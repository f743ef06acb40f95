//! Containers for static storage of type information.
//!
//! This is usually used to implement [`Typed`](crate::info::Typed) and
//! [`TypePath`](crate::info::TypePath).
//!
//! - [`NonGenericTypeInfoCell`]: an [`OnceLock`], almost no additional expenses.
//! - [`GenericTypeInfoCell`] and [`GenericTypePathCell`]: the `static CELL` inside
//!   a generic function is shared by every instantiation, so the inner is a
//!   [`TypeIdMap`] wrapped in [`RwLock`]. Values are leaked and live forever.

use alloc::boxed::Box;
use alloc::string::String;
use core::any::{Any, TypeId};
use std::sync::{OnceLock, PoisonError, RwLock};

use crate::info::TypeInfo;
use crate::utils::TypeIdMap;

mod sealed {
    use super::TypeInfo;
    use alloc::string::String;

    pub trait TypedProperty: Send + Sync + 'static {}

    impl TypedProperty for String {}
    impl TypedProperty for TypeInfo {}
}

use sealed::TypedProperty;

// -----------------------------------------------------------------------------
// NonGenericTypeCell

/// Container for static storage of non-generic type information.
pub struct NonGenericTypeCell<T: TypedProperty>(OnceLock<T>);

/// Container for static storage of non-generic [`TypeInfo`].
///
/// ## Example
///
/// ```ignore
/// use vc_mapper::impls::NonGenericTypeInfoCell;
/// use vc_mapper::info::{StructInfo, NamedField, TypeInfo, Typed};
///
/// // `TypePath`, `Reflect` and `Struct` are implemented by hand.
/// #[derive(Default, Clone)]
/// struct A2 {
///     pub a: u32,
/// }
///
/// impl Typed for A2 {
///     fn type_info() -> &'static TypeInfo {
///         static CELL: NonGenericTypeInfoCell = NonGenericTypeInfoCell::new();
///         CELL.get_or_init(|| TypeInfo::Struct(
///             StructInfo::new::<A2>(&[NamedField::new::<u32>("a")])
///         ))
///     }
/// }
///
/// let info = A2::type_info().as_struct().unwrap();
/// assert_eq!(info.field("a").unwrap().type_info().type_path(), "u32");
/// ```
pub type NonGenericTypeInfoCell = NonGenericTypeCell<TypeInfo>;

impl<T: TypedProperty> NonGenericTypeCell<T> {
    #[inline]
    pub const fn new() -> Self {
        Self(OnceLock::new())
    }

    /// Returns a reference to the value stored in the cell.
    ///
    /// If there is no entry found, a new one will be generated from the given function.
    #[inline]
    pub fn get_or_init(&self, f: impl FnOnce() -> T) -> &T {
        self.0.get_or_init(f)
    }
}

// -----------------------------------------------------------------------------
// GenericTypeCell

/// Container for static storage of type information with generics.
pub struct GenericTypeCell<T: TypedProperty>(RwLock<TypeIdMap<&'static T>>);

/// Container for static storage of [`TypeInfo`] with generics.
pub type GenericTypeInfoCell = GenericTypeCell<TypeInfo>;

/// Container for static storage of type path with generics.
///
/// ## Example
///
/// ```
/// use vc_mapper::impls::GenericTypePathCell;
/// use vc_mapper::info::TypePath;
///
/// struct Wrapper<T>(T);
///
/// impl<T: TypePath> TypePath for Wrapper<T> {
///     fn type_path() -> &'static str {
///         static CELL: GenericTypePathCell = GenericTypePathCell::new();
///         CELL.get_or_insert::<Self>(|| format!("test::Wrapper<{}>", T::type_path()))
///     }
///
///     fn type_name() -> &'static str {
///         static CELL: GenericTypePathCell = GenericTypePathCell::new();
///         CELL.get_or_insert::<Self>(|| format!("Wrapper<{}>", T::type_name()))
///     }
/// }
///
/// assert_eq!(<Wrapper<i32>>::type_path(), "test::Wrapper<i32>");
/// assert_eq!(<Wrapper<u8>>::type_name(), "Wrapper<u8>");
/// ```
pub type GenericTypePathCell = GenericTypeCell<String>;

impl<T: TypedProperty> GenericTypeCell<T> {
    #[inline]
    pub const fn new() -> Self {
        Self(RwLock::new(TypeIdMap::new()))
    }

    /// Returns a reference to the value stored for the type `G`.
    ///
    /// If there is no entry found, a new one will be generated from the given function.
    #[inline(always)]
    pub fn get_or_insert<G: Any + ?Sized>(&self, f: impl FnOnce() -> T) -> &T {
        self.get_or_insert_by_type_id(TypeId::of::<G>(), f)
    }

    #[inline(never)]
    fn get_or_insert_by_type_id(&self, type_id: TypeId, f: impl FnOnce() -> T) -> &T {
        match self.get_by_type_id(type_id) {
            Some(info) => info,
            None => self.insert_by_type_id(type_id, f()),
        }
    }

    #[inline(never)]
    fn get_by_type_id(&self, type_id: TypeId) -> Option<&T> {
        self.0
            .read()
            .unwrap_or_else(PoisonError::into_inner)
            .get(&type_id)
            .copied()
    }

    #[inline(never)]
    fn insert_by_type_id(&self, type_id: TypeId, value: T) -> &T {
        *self
            .0
            .write()
            .unwrap_or_else(PoisonError::into_inner)
            .get_or_insert(type_id, || Box::leak(Box::new(value)))
    }
}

## Directions
Please return exactly the lines from the first line of the material through the one with "impl TypedProperty for TypeInfo", and no lines after it.

## Reply
repository f743ef06acb40f95
//! Containers for static storage of type information.
//!
//! This is usually used to implement [`Typed`](crate::info::Typed) and
//! [`TypePath`](crate::info::TypePath).
//!
//! - [`NonGenericTypeInfoCell`]: an [`OnceLock`], almost no additional expenses.
//! - [`GenericTypeInfoCell`] and [`GenericTypePathCell`]: the `static CELL` inside
//!   a generic function is shared by every instantiation, so the inner is a
//!   [`TypeIdMap`] wrapped in [`RwLock`]. Values are leaked and live forever.

use alloc::boxed::Box;
use alloc::string::String;
use core::any::{Any, TypeId};
use std::sync::{OnceLock, PoisonError, RwLock};

use crate::info::TypeInfo;
use crate::utils::TypeIdMap;

mod sealed {
    use super::TypeInfo;
    use alloc::string::String;

    pub trait TypedProperty: Send + Sync + 'static {}

    impl TypedProperty for String {}
    impl TypedProperty for TypeInfo {}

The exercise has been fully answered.